Additional analyses of An. arabiensis population structure in our study using SNPs from mitochondrial genes has strengthened our arguments and those from previous work [63] indicate that An. arabiensis in the Kilombero valley may be divided into multiple subpopulations. While SNPs analysis from the clock genes showed possibility for two sub-populations of An. arabiensis that are not geographically related, analysis of mitochondrial SNPs has shown distinctive population structure within villages that are just 25 km apart (Fig. 4). These results in common strengthen the argument for sub-structure in An. arabiensis, which could be within or between localities in the Kilombero valley. This is an interesting phenomenon that requires further investigation using a broad range of markers to better understand the evolutionary processes in these vectors.
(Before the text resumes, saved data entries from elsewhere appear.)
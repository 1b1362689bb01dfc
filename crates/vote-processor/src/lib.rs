//! Network-facing intake for finalizer votes.
//!
//! [`VoteProcessor`] takes votes from peers, enforces a per-connection
//! quota, buffers votes whose block is not known yet and feeds the rest to
//! the block's accumulator. Outcomes go to a [`VoteSink`](savanna_core::VoteSink)
//! so the network layer can rebroadcast or penalise.
//!
//! Work runs either on the caller's thread or on a [`TaskExecutor`](savanna_core::TaskExecutor),
//! normally a [`VoteThreadPool`].

mod config;
mod index;
mod processor;
mod thread_pool;

pub use config::{ConfigError, VoteProcessorConfig, MAX_VOTES_PER_CONNECTION, TOO_OLD};
pub use index::{QueuedVote, VoteIndex};
pub use processor::{BlockFetcher, Dispatch, VoteProcessor};
pub use thread_pool::{ThreadPoolError, VoteThreadPool};
impl BlockQuorumCertificate {
    /// Certificate for a block with only an active policy.
    pub fn active_only(active: QuorumCertificate) -> Self {
        Self {
            active,
            pending: None,
        }
    }

    /// Block the certificate is on.
    pub fn block_num(&self) -> BlockNum {
        self.active.block_num
    }

    /// Strong only when every part is strong.
    pub fn is_strong(&self) -> bool {
        self.active.is_strong() && self.pending.as_ref().is_none_or(|p| p.is_strong())
    }

    /// Weak when any part is weak.
    pub fn is_weak(&self) -> bool {
        !self.is_strong()
    }

    /// Structural checks: vote format, weights, and dual-finalizer
    /// consistency. Signatures are not checked.
    pub fn verify_basic(
        &self,
        active_policy: &FinalizerPolicy,
        pending_policy: Option<&FinalizerPolicy>,
    ) -> Result<(), QcError> {
        self.active.verify_vote_format(active_policy)?;
        self.active.verify_weights(active_policy)?;

        match (&self.pending, pending_policy) {
            (Some(pending), Some(policy)) => {
                self.verify_dual_finalizers(active_policy, pending, policy)?;
                pending.verify_vote_format(policy)?;
                pending.verify_weights(policy)?;
                Ok(())
            }
            (Some(_), None) => Err(QcError::UnexpectedPendingSignature {
                block_num: self.block_num(),
            }),
            (None, Some(_)) => Err(QcError::MissingPendingSignature {
                block_num: self.block_num(),
            }),
            (None, None) => Ok(()),
        }
    }

    /// A finalizer present in both policies must have voted the same way in
    /// both certificates.
    fn verify_dual_finalizers(
        &self,
        active_policy: &FinalizerPolicy,
        pending: &QuorumCertificate,
        pending_policy: &FinalizerPolicy,
    ) -> Result<(), QcError> {
        for (active_index, fin) in active_policy.finalizers().iter().enumerate() {
            let Some(pending_index) = pending_policy.index_of(&fin.public_key) else {
                continue;
            };
            if !self.active.vote_same_at(pending, active_index, pending_index) {
                return Err(QcError::DualFinalizerMismatch {
                    block_num: self.block_num(),
                    public_key: fin.public_key,
                });
            }
        }
        Ok(())
    }

    /// Verify every part's aggregate signature.
    pub fn verify_signatures(
        &self,
        active_policy: &FinalizerPolicy,
        pending_policy: Option<&FinalizerPolicy>,
        finality_digest: &Digest,
    ) -> Result<(), QcError> {
        self.active.verify_signature(active_policy, finality_digest)?;
        if let Some(pending) = &self.pending {
            let policy = pending_policy.ok_or(QcError::UnexpectedPendingSignature {
                block_num: self.block_num(),
            })?;
            pending.verify_signature(policy, finality_digest)?;
        }
        Ok(())
    }
}

/// Reasons a QC is rejected.
#[derive(Debug, Clone, PartialEq, Eq, thiserror::Error)]
pub enum QcError {
    /// Neither strong nor weak votes present.
    #[error("Neither strong nor weak votes present for policy generation {generation}")]
    NoVotes {
        /// Policy generation.
        generation: u32,
    },

    /// Bitset size differs from the policy size.
    #[error("Vote bitset size {bitset} does not match {finalizers} finalizers")]
    BitsetSizeMismatch {
        /// Bitset length.
        bitset: usize,
        /// Policy length.
        finalizers: usize,
    },

    /// A finalizer appears in both bitsets.
    #[error("Finalizer at index {index} voted both strong and weak")]
    VotedBothWays {
        /// Offending index.
        index: usize,
    },

    /// Voted weight below threshold.
    #[error("Quorum not met: strong {strong}, weak {weak}, threshold {threshold}")]
    QuorumNotMet {
        /// Strong weight.
        strong: u64,
        /// Weak weight.
        weak: u64,
        /// Policy threshold.
        threshold: u64,
    },

    /// A finalizer in both policies voted differently in each.
    #[error("QC {block_num} has dual finalizer {public_key} voting differently per policy")]
    DualFinalizerMismatch {
        /// Block of the QC.
        block_num: BlockNum,
        /// Dual finalizer's key.
        public_key: BlsPublicKey,
    },

    /// Pending certificate without a pending policy.
    #[error("QC {block_num} has a pending policy signature but no pending policy exists")]
    UnexpectedPendingSignature {
        /// Block of the QC.
        block_num: BlockNum,
    },

    /// Pending policy without a pending certificate.
    #[error("QC {block_num} lacks a signature for the pending policy")]
    MissingPendingSignature {
        /// Block of the QC.
        block_num: BlockNum,
    },

    /// QC is for a different block than the one checking it.
    #[error("QC is for block {actual}, expected {expected}")]
    BlockMismatch {
        /// Block doing the check.
        expected: BlockNum,
        /// Block named by the QC.
        actual: BlockNum,
    },

    /// Aggregate signature does not verify.
    #[error("QC {block_num} signature verification failed")]
    InvalidSignature {
        /// Block of the QC.
        block_num: BlockNum,
    },
}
Future studies on the genetics of An. arabiensis behaviour should ideally involve a broader sampling strategy both with respect to the range and resolution of phenotypes selected, and the number of SNP markers used to increase the possibility of detecting genetic influences on their time and location of blood feeding. Further, it is possible that candidate clock genes may influence An. arabiensis feeding behaviour indirectly via epistatic interactions with other genes not considered here. To increase the power to detect both direct and epistatic genetic impacts on An. arabiensis, future studies using whole genome sequencing approaches are recommended. Additionally, transcriptomic approaches may also be useful given that they have been used successfully to detect associations between host choice behaviours and gene regulation in other insect vectors [74].

Conclusions

This study did not find any association between feeding behavioural phenotypes (early vs late and indoor vs outdoor feeding) in An. arabiensis and single nucleotide polymorphisms identified from eight candidate clock genes. However, there was evidence that the population contained two distinct genetic clusters that were associated with the Timeless gene, independently of feeding phenotype or geographical location. This finding was supported by analysis of eight mitochondrial genes, which showed that two lineages exist between two An. arabiensis populations just 25 km apart. It is highlighted that investigations of the genetic basis of the feeding behaviour in malaria vectors are still in their infancy, and will likely require much further development through use of high-resolution markers distributed across the entire genome, and/or the application of other methods including transcriptomic approaches to provide a strong test of genotype-phenotype associations. In studies where markers covering the whole genome have been applied, the high density and short LD in An. arabiensis observed implies that huge sample sizes could be needed to robustly test for such associations, which at present are not viable due to the high cost and time requirements. These limitations make a candidate gene approach more attractive in the short-term, however in future we recommend this could be improved through use of a larger set of genes, selected from across the entire genome of malaria vectors.